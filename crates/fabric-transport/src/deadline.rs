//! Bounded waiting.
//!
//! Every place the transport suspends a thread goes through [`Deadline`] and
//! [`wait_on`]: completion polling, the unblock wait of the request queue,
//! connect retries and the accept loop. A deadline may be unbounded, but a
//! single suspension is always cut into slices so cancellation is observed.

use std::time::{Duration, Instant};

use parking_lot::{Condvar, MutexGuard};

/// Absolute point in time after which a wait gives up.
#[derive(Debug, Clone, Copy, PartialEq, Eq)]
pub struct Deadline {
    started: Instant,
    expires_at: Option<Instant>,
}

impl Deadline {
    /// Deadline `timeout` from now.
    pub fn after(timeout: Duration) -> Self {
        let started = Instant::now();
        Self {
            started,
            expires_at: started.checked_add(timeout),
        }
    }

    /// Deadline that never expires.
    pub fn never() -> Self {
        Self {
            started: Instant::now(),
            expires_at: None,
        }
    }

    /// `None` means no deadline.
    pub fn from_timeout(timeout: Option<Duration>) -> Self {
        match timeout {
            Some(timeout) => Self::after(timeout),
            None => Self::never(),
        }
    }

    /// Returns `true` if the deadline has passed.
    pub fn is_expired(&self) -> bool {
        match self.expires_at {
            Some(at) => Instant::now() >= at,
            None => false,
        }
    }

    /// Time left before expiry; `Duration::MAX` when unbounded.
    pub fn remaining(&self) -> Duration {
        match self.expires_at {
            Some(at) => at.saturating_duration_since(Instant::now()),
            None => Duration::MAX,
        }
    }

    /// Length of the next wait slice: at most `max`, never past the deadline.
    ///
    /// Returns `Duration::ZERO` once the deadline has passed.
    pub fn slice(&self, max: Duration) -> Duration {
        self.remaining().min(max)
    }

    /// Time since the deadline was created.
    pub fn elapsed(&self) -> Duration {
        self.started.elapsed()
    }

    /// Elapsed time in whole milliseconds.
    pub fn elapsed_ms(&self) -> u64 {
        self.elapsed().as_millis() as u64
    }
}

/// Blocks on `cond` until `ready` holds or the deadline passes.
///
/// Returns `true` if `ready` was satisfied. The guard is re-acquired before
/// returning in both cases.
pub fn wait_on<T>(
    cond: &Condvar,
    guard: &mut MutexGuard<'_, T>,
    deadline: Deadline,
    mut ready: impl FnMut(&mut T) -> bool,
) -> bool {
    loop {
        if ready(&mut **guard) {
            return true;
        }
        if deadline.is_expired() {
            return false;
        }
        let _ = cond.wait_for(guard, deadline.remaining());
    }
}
==
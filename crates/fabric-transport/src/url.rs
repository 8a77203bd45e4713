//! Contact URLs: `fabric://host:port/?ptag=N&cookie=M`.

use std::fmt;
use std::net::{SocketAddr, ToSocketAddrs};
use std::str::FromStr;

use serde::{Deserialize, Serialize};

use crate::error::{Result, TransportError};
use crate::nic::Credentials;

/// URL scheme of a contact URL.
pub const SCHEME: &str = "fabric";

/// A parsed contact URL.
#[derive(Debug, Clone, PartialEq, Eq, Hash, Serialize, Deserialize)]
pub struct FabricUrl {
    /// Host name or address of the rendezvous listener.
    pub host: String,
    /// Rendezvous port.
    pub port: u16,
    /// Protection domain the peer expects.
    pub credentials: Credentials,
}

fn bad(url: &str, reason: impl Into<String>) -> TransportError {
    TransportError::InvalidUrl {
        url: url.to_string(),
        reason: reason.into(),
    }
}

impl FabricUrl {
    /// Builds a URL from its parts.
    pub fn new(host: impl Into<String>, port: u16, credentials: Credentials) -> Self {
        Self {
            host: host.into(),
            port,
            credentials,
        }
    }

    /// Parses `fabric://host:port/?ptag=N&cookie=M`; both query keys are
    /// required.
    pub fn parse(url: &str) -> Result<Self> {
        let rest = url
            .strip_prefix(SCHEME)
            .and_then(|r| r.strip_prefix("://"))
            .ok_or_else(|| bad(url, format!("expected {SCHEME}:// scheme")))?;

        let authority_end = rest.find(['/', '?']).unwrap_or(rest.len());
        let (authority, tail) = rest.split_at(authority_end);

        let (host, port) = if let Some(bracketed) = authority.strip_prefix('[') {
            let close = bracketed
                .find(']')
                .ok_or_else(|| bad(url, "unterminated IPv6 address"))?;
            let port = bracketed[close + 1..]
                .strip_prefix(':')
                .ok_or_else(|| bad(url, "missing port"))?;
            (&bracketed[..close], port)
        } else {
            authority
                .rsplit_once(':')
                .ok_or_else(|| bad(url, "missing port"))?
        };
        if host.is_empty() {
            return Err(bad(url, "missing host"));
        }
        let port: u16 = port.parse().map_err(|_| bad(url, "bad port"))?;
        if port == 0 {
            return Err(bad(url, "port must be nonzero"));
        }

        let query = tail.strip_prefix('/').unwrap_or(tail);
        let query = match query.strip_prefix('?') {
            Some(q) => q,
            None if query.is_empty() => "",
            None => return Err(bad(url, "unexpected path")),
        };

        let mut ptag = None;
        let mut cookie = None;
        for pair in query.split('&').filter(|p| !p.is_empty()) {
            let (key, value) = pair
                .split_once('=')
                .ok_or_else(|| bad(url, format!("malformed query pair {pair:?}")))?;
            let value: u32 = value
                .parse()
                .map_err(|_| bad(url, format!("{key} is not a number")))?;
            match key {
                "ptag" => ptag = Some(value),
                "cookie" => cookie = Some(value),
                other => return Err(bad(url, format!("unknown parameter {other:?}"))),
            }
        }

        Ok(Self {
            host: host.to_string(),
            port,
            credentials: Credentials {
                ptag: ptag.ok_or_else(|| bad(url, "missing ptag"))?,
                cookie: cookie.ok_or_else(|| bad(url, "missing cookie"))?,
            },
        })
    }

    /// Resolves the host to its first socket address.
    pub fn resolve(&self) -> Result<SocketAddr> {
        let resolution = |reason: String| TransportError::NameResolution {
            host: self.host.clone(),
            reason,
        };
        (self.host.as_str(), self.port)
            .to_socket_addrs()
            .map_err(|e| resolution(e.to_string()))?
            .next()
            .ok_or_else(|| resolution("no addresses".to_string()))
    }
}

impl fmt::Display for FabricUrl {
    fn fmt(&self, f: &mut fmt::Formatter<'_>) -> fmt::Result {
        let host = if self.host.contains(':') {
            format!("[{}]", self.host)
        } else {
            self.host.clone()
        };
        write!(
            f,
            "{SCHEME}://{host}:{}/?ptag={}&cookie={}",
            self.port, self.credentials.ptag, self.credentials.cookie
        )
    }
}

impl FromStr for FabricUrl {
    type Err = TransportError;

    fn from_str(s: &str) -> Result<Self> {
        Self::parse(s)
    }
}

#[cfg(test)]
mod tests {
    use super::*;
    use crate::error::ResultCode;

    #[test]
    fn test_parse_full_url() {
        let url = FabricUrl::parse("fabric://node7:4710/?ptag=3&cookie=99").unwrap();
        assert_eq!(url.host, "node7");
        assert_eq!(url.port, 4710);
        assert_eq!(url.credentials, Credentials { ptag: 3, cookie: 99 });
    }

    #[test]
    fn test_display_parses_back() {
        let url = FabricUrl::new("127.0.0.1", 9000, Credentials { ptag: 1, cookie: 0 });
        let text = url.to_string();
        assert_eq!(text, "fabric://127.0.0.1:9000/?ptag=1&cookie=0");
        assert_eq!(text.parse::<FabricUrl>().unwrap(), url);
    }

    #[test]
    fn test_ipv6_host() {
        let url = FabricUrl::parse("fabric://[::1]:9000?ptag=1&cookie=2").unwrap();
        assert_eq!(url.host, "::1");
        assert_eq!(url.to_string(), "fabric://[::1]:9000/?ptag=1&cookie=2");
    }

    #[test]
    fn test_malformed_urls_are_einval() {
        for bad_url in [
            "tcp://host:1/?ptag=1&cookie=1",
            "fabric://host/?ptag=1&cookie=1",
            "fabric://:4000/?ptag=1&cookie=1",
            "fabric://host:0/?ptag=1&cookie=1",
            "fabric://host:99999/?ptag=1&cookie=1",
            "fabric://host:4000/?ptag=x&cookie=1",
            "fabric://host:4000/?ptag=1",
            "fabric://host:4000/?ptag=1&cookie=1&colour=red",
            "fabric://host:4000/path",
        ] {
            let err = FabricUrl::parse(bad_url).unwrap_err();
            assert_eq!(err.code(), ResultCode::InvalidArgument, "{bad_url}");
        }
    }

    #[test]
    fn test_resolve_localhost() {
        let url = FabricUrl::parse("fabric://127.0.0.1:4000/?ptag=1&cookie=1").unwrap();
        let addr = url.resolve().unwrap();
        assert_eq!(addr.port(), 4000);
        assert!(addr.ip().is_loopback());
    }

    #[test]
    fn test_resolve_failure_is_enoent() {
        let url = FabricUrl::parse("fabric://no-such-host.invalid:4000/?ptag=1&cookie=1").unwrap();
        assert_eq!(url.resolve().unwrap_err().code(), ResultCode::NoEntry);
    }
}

● **Prompt**: Across the records, count the lines that contain the word "next" and give that figure alone.

● **Exercise result**: 2